#### [YOUR OBJECTIVE]
In how many lines of the records below does the word "implementations" appear? Answer with the number alone.

#### [DATA TO EXAMINE]

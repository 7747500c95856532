mod collect;
mod proxy;

use std::any::{self, Any};
use std::error::Error;
use std::sync::Arc;

use snafu::prelude::*;

use crate::collection::Collection;
use crate::container::ErrorKind;
use crate::instance::Instance;
use crate::key::ServiceType;
use crate::provider::context::CallContext;
use crate::util::display::ListDisplayer;

pub use collect::FromCollection;
pub(crate) use proxy::ContextForwardingInjectorProxy;

/// The resolution side of a container.
///
/// [`Injector::dyn_get`] starts a new resolution, while
/// [`Injector::dyn_get_dependency`] continues the one described by
/// `context`, so that cycles and lifestyle mismatches can be detected.
/// Providers usually never call the latter directly: they receive an
/// injector which forwards plain requests together with their context.
#[cfg_attr(test, mockall::automock)]
pub trait Injector: Send + Sync {
    fn dyn_get(&self, service_type: &ServiceType) -> Result<Instance, InjectorError>;

    fn dyn_get_all(&self, service_type: &ServiceType) -> Result<Collection, InjectorError>;

    fn dyn_get_dependency<'a>(
        &self,
        service_type: &ServiceType,
        context: &'a CallContext<'a>,
    ) -> Result<Instance, InjectorError>;

    fn dyn_get_all_dependency<'a>(
        &self,
        service_type: &ServiceType,
        context: &'a CallContext<'a>,
    ) -> Result<Collection, InjectorError>;
}

/// Typed helpers over [`Injector`].
///
/// # Examples
///
/// ```rust
/// # use weave::prelude::*;
/// let container = Container::new();
/// container
///     .register_instance(ServiceType::of::<i32>(), 42i32)
///     .unwrap();
/// let value: i32 = container.get_of().unwrap();
/// assert_eq!(value, 42);
/// ```
pub trait TypedInjector: Injector {
    /// Resolves `service_type` and clones the `T` out of the instance.
    ///
    /// # Errors
    ///
    /// Returns [`InjectorError::IncompatibleInstance`] if the instance is not
    /// a `T`, or any error of the resolution.
    fn get<T>(&self, service_type: &ServiceType) -> Result<T, InjectorError>
    where
        T: Any + Clone + Send + Sync,
    {
        let instance = self.dyn_get(service_type)?;
        match instance.cloned::<T>() {
            Some(object) => Ok(object),
            None => Err(InjectorError::IncompatibleInstance {
                service_type: service_type.clone(),
                expected: any::type_name::<T>().to_string(),
                actual: instance.type_name(),
            }),
        }
    }

    /// Resolves the contract `ServiceType::of::<T>()`.
    fn get_of<T>(&self) -> Result<T, InjectorError>
    where
        T: Any + Clone + Send + Sync,
    {
        self.get(&ServiceType::of::<T>())
    }

    fn get_all(&self, service_type: &ServiceType) -> Result<Collection, InjectorError> {
        self.dyn_get_all(service_type)
    }

    /// Resolves the collection of `service_type` into `C`.
    fn collect<C>(&self, service_type: &ServiceType) -> Result<C, InjectorError>
    where
        C: FromCollection,
    {
        let collection = self.dyn_get_all(service_type)?;
        C::from_collection(&collection)
    }

    fn upcast_dyn(&self) -> &dyn Injector;
}

impl<T> TypedInjector for T
where
    T: Injector,
{
    fn upcast_dyn(&self) -> &dyn Injector {
        self
    }
}

impl TypedInjector for dyn Injector + '_ {
    fn upcast_dyn(&self) -> &dyn Injector {
        self
    }
}

#[derive(Debug, Clone, Snafu)]
#[non_exhaustive]
pub enum InjectorError {
    #[snafu(display("no registration for type {service_type} could be found"))]
    #[non_exhaustive]
    NotFound { service_type: ServiceType },
    #[snafu(display(
        "no registration for type {service_type} could be found, although conditional registrations \
         for {} exist whose predicates did not apply",
        ListDisplayer::new(rejected, ", ")
    ))]
    #[non_exhaustive]
    NoMatchingConditional {
        service_type: ServiceType,
        rejected: Vec<ServiceType>,
    },
    #[snafu(display(
        "multiple applicable registrations found for type {service_type}: {}; make the predicates \
         mutually exclusive, e.g. by checking `!handled()` in the fallback",
        ListDisplayer::new(implementations, ", ")
    ))]
    #[non_exhaustive]
    AmbiguousRegistrations {
        service_type: ServiceType,
        implementations: Vec<ServiceType>,
    },
    #[snafu(display(
        "could not construct the object which depends on itself: {}",
        ListDisplayer::new(chain, " -> ")
    ))]
    #[non_exhaustive]
    CyclicDependency { chain: Vec<ServiceType> },
    #[snafu(display("could not construct the object {service_type}"))]
    #[non_exhaustive]
    ObjectConstruction {
        service_type: ServiceType,
        source: Arc<dyn Error + Send + Sync>,
    },
    #[snafu(display("the instance produced for {service_type} is a {actual}, not a {expected}"))]
    #[non_exhaustive]
    IncompatibleInstance {
        service_type: ServiceType,
        expected: String,
        actual: &'static str,
    },
    #[snafu(display(
        "{consumer} ({consumer_lifetime}) depends on {dependency} ({dependency_lifetime}), \
         which has a shorter lifetime"
    ))]
    #[non_exhaustive]
    LifestyleMismatch {
        consumer: ServiceType,
        consumer_lifetime: String,
        dependency: ServiceType,
        dependency_lifetime: String,
    },
    #[snafu(display("the collection of {service_type} contains a missing element at index {index}"))]
    #[non_exhaustive]
    NullElement {
        service_type: ServiceType,
        index: usize,
    },
    #[snafu(display("no collection of {service_type} is registered"))]
    #[non_exhaustive]
    CollectionNotFound { service_type: ServiceType },
    #[snafu(display("could not resolve {service_type} of {lifestyle} lifestyle outside an active scope"))]
    #[non_exhaustive]
    NoActiveScope {
        service_type: ServiceType,
        lifestyle: String,
    },
    #[snafu(display(
        "{implementation_type} was supplied as scoped for {service_type}, but no default scoped \
         lifestyle is configured"
    ))]
    #[non_exhaustive]
    NoDefaultScopedLifestyle {
        service_type: ServiceType,
        implementation_type: ServiceType,
    },
    #[snafu(display("could not resolve {service_type} from a disposed scope"))]
    #[non_exhaustive]
    ScopeDisposed { service_type: ServiceType },
}

impl InjectorError {
    pub fn kind(&self) -> ErrorKind {
        match self {
            Self::AmbiguousRegistrations { .. } | Self::NoDefaultScopedLifestyle { .. } => {
                ErrorKind::Configuration
            }
            Self::NoActiveScope { .. } | Self::ScopeDisposed { .. } => ErrorKind::Usage,
            _ => ErrorKind::Activation,
        }
    }

    pub(crate) fn construction<E>(service_type: &ServiceType, err: E) -> Self
    where
        E: Into<Box<dyn Error + Send + Sync>>,
    {
        Self::ObjectConstruction {
            service_type: service_type.clone(),
            source: Arc::from(err.into()),
        }
    }
}

#[cfg(test)]
mod tests {
    use super::*;

    #[test]
    fn injector_error_display_names_cycle() {
        let err = InjectorError::CyclicDependency {
            chain: vec![
                ServiceType::named("A"),
                ServiceType::named("B"),
                ServiceType::named("A"),
            ],
        };
        assert!(err.to_string().ends_with("A -> B -> A"));
        assert_eq!(err.kind(), ErrorKind::Activation);
    }

    #[test]
    fn typed_injector_get_fails_on_incompatible_instance() {
        let mut injector = MockInjector::new();
        injector
            .expect_dyn_get()
            .returning(|_| Ok(Instance::new(String::from("text"))));

        let res = injector.get::<i32>(&ServiceType::named("Number"));
        assert!(matches!(
            res,
            Err(InjectorError::IncompatibleInstance { expected, .. }) if expected == "i32"
        ));
    }

    #[test]
    fn typed_injector_get_of_succeeds() {
        let mut injector = MockInjector::new();
        injector
            .expect_dyn_get()
            .withf(|service_type| *service_type == ServiceType::of::<i32>())
            .returning(|_| Ok(Instance::new(7i32)));

        assert_eq!(injector.get_of::<i32>().unwrap(), 7);
    }
}
use std::any::Any;
use std::fmt::{Debug, Formatter, Result as FmtResult};

use crate::container::injector::{ContextForwardingInjectorProxy, InjectorError, TypedInjector};
use crate::provider::closure::RawClosure;
use crate::provider::context::CallContext;
use crate::provider::{self, TypedProvider};

/// A [`Provider`] which supplies objects from a [`RawClosure`].
///
/// [`Provider`]: crate::provider::Provider
pub struct RawClosureProvider<T, C>
where
    T: Any + Send + Sync,
    C: RawClosure<Constructed = T>,
{
    closure: C,
}

impl<T, C> RawClosureProvider<T, C>
where
    T: Any + Send + Sync,
    C: RawClosure<Constructed = T>,
{
    pub fn new(closure: C) -> Self {
        Self { closure }
    }
}

impl<T, C> Debug for RawClosureProvider<T, C>
where
    T: Any + Send + Sync,
    C: RawClosure<Constructed = T>,
{
    fn fmt(&self, f: &mut Formatter<'_>) -> FmtResult {
        f.debug_struct("RawClosureProvider<T, C>")
            .finish_non_exhaustive()
    }
}

impl<T, C> TypedProvider for RawClosureProvider<T, C>
where
    T: Any + Send + Sync,
    C: RawClosure<Constructed = T>,
{
    type Output = T;

    fn provide<I>(
        &self,
        injector: &I,
        context: &CallContext<'_>,
    ) -> Result<Self::Output, InjectorError>
    where
        I: TypedInjector + ?Sized,
    {
        let injector = ContextForwardingInjectorProxy::new(injector, context);
        match (self.closure)(&injector, context) {
            Ok(Ok(obj)) => Ok(obj),
            Ok(Err(err)) => Err(provider::construction_failed::<T, _>(context, err)),
            Err(err) => Err(err),
        }
    }
}
use std::any::Any;
use std::fmt::{Debug, Formatter, Result as FmtResult};

use crate::container::injector::{Injector, InjectorError, TypedInjector};
use crate::instance::Instance;
use crate::provider::context::CallContext;
use crate::provider::{Provider, TypedProvider};

/// A [`Provider`] which hands out clones of one value.
pub struct InstanceProvider<T>
where
    T: Any + Clone + Send + Sync,
{
    instance: T,
}

impl<T> InstanceProvider<T>
where
    T: Any + Clone + Send + Sync,
{
    pub fn new(instance: T) -> Self {
        Self { instance }
    }
}

impl<T> Debug for InstanceProvider<T>
where
    T: Any + Clone + Send + Sync,
{
    fn fmt(&self, f: &mut Formatter<'_>) -> FmtResult {
        f.debug_struct("InstanceProvider<T>")
            .finish_non_exhaustive()
    }
}

impl<T> TypedProvider for InstanceProvider<T>
where
    T: Any + Clone + Send + Sync,
{
    type Output = T;

    fn provide<I>(
        &self,
        _injector: &I,
        _context: &CallContext<'_>,
    ) -> Result<Self::Output, InjectorError>
    where
        I: TypedInjector + ?Sized,
    {
        Ok(self.instance.clone())
    }
}

/// A [`Provider`] which always returns the same [`Instance`], so that every
/// resolution shares one object regardless of the lifetime.
#[derive(Debug)]
pub struct SharedInstanceProvider {
    instance: Instance,
}

impl SharedInstanceProvider {
    pub fn new(instance: Instance) -> Self {
        Self { instance }
    }
}

impl Provider for SharedInstanceProvider {
    fn dyn_provide(
        &self,
        _injector: &dyn Injector,
        _context: &CallContext<'_>,
    ) -> Result<Instance, InjectorError> {
        Ok(self.instance.clone())
    }
}

#[cfg(test)]
mod tests {
    use crate::container::injector::MockInjector;

    use super::*;

    #[test]
    fn instance_provider_succeeds() {
        let provider = InstanceProvider::new(42);
        let injector = MockInjector::new();

        let res = provider.provide(&injector, &CallContext::root(None));
        assert_eq!(res.unwrap(), 42);

        let res = provider.provide(&injector, &CallContext::root(None));
        assert_eq!(res.unwrap(), 42);
    }

    #[test]
    fn shared_instance_provider_shares_object() {
        let instance = Instance::new(String::from("shared"));
        let provider = SharedInstanceProvider::new(instance.clone());
        let injector = MockInjector::new();

        let res = provider
            .dyn_provide(&injector, &CallContext::root(None))
            .unwrap();
        assert!(res.ptr_eq(&instance));
    }
}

#### [YOUR RESPONSE]
2